Here’s the most important new property: XRSubReport.GenerateOwnPages
. Toggle this property and you see an immediate reaction in the designer:
The page-width size of the component with GenerateOwnPages = true
is a visual indication of the fact that sub-report content will be included on the basis of the page layout settings defined for the sub-report itself. When GenerateOwnPages
is false
the behavior remains the same as it was in older versions, i.e. the sub-report content is integrated into the parent report without taking sub-report page layout into account (on a technical level, we talk about bricks inserted into the parent report).
An Example
Our Report Merging demo has been updated to show the new functionality. In the designer you can see that the sub-report chartSubreport
is included in the group footer of the main report.
The sub-report displays a bar chart of unit prices for a given category. The sub-report data source and thereby the chart are filtered using Parameter Bindings, which connect a parent-report data field to a sub-report parameter. This parameter is then used to filter the sub-report data. This image shows the Parameter Bindings collection on the XRSubReport
component and the criteria that filter the sub-report.

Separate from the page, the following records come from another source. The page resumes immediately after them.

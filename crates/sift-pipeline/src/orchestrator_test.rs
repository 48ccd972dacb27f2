use std::collections::BTreeMap;
use std::env::VarError;
use std::sync::atomic::{AtomicBool, Ordering};
use std::sync::Mutex;
use std::time::Duration;

use sift_cluster::{cluster, pairwise_edges};
use sift_core::{parse_config, Batch, ItemRecord};
use sift_embed::EmbeddingError;

use super::*;
use crate::error::StoreError;

const CONFIG: &str = r"
deduplication:
  similarity-threshold: 0.85
  input-dir: unused/in
  output-dir: unused/out
  max-concurrent-categories: 2
embedding:
  provider: hashing
  model: keyword
  dimension: 2
  max-concurrent-requests: 4
  max-retries: 0
  retry-backoff-ms: 0
";

fn config() -> DedupConfig {
    parse_config(CONFIG, |_| Err(VarError::NotPresent)).expect("valid test config")
}

fn date() -> NaiveDate {
    NaiveDate::from_ymd_opt(2024, 1, 1).unwrap()
}

/// Maps topic keywords onto fixed directions.
struct Keyword {
    dimension: usize,
    delay: Option<Duration>,
}

impl Keyword {
    fn new() -> Self {
        Self {
            dimension: 2,
            delay: None,
        }
    }
}

impl Embed for Keyword {
    fn name(&self) -> &'static str {
        "keyword"
    }

    async fn embed_text(&self, text: &str) -> Result<Vec<f32>, EmbeddingError> {
        if let Some(delay) = self.delay {
            tokio::time::sleep(delay).await;
        }
        if text.contains("explode") {
            return Err(EmbeddingError::Status {
                provider: "keyword",
                status: 400,
                body: "bad input".to_string(),
            });
        }
        let mut v = if text.contains("gpt") {
            vec![1.0, 0.1]
        } else if text.contains("rust") {
            vec![0.1, 1.0]
        } else {
            vec![0.7, 0.7]
        };
        v.resize(self.dimension, 0.0);
        Ok(v)
    }
}

/// Gives every distinct text its own axis, so only identical texts agree.
struct Distinct {
    texts: Mutex<Vec<String>>,
}

impl Embed for Distinct {
    fn name(&self) -> &'static str {
        "distinct"
    }

    async fn embed_text(&self, text: &str) -> Result<Vec<f32>, EmbeddingError> {
        let mut texts = self.texts.lock().unwrap();
        let axis = match texts.iter().position(|t| t == text) {
            Some(axis) => axis,
            None => {
                texts.push(text.to_string());
                texts.len() - 1
            }
        };
        let mut v = vec![0.0; 8];
        v[axis % 8] = 1.0;
        Ok(v)
    }
}

#[derive(Default)]
struct MemoryStore {
    batches: Mutex<BTreeMap<String, Batch>>,
    outputs: Mutex<BTreeMap<String, Vec<u8>>>,
    archived: Mutex<Vec<String>>,
    fail_archive: AtomicBool,
}

impl MemoryStore {
    fn with(batches: Vec<Batch>) -> Self {
        let store = Self::default();
        for batch in batches {
            store.batches.lock().unwrap().insert(batch.category.clone(), batch);
        }
        store
    }

    fn output(&self, category: &str) -> Option<CategoryOutput> {
        self.outputs
            .lock()
            .unwrap()
            .get(category)
            .map(|bytes| serde_json::from_slice(bytes).unwrap())
    }
}

impl BatchSource for MemoryStore {
    async fn categories(&self, date: NaiveDate) -> Result<Vec<String>, StoreError> {
        Ok(self
            .batches
            .lock()
            .unwrap()
            .values()
            .filter(|b| b.feed_date == date)
            .map(|b| b.category.clone())
            .collect())
    }

    async fn load(&self, _date: NaiveDate, category: &str) -> Result<Option<Batch>, StoreError> {
        Ok(self.batches.lock().unwrap().get(category).cloned())
    }

    async fn archive(&self, _date: NaiveDate, category: &str) -> Result<(), StoreError> {
        if self.fail_archive.load(Ordering::SeqCst) {
            return Err(StoreError::Io {
                path: format!("archive/{category}.json"),
                source: std::io::Error::new(std::io::ErrorKind::PermissionDenied, "read-only archive"),
            });
        }
        self.archived.lock().unwrap().push(category.to_string());
        Ok(())
    }
}

impl OutputSink for MemoryStore {
    async fn exists(&self, _date: NaiveDate, category: &str) -> Result<bool, StoreError> {
        Ok(self.outputs.lock().unwrap().contains_key(category))
    }

    async fn write(&self, output: &CategoryOutput) -> Result<(), StoreError> {
        let bytes = output.to_json_bytes().unwrap();
        self.outputs.lock().unwrap().insert(output.category.clone(), bytes);
        Ok(())
    }
}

The page orientation of the sub-report is Landscape. You can see the result in the designer preview, where the sub-report page stands out because its orientation differs from the pages generated by the parent report.

Another cool feature is that a Table of Contents (TOC) and a Document Map can be created automatically for a report merged from parent- and sub-reports. Set the property XRSubreport.BookmarkParent and the XRSubReport
inserts bookmarks from the sub-report into the master TOC and Document Map.
For those of you who have used code-based document merging approaches in the past, these are additional advantages of the new system:
- You can now export documents in continuous (single file) mode
- Interactive features that require rebuilding the document (for instance, the drill-down functionality, sorting and report parameter input) are now supported
- You’re now able to open the Page Setup window for a merged report and change report margins in the print preview window
- Watermarks are preserved upon document creation
Your Feedback Counts
As always, we’d like to hear from you. How often do you create merge reports? Do you have scenarios where our new functionality doesn’t completely meet your requirements? We’d appreciate your responses to this quick survey:
If you can spare another moment, we have one additional question to ask. We are considering options to make merging easier in the End-User Report Designer. One idea is to let tabs in the designer define the order of merged reports. The report designer would treat the first tab as a master report and append all reports in subsequent tabs:
An alternative idea is to display an additional panel, perhaps using a listbox or thumbnail images, to specify the merging order for the final document.
Please submit your response to the question below if you or your users would like to see improved End-User Designer merging functionality.
Webinar
Please use the link below to register for our upcoming webinar on Dashboards, Reporting and Data Analytics, where all new features the the v19.1 release are demonstrated.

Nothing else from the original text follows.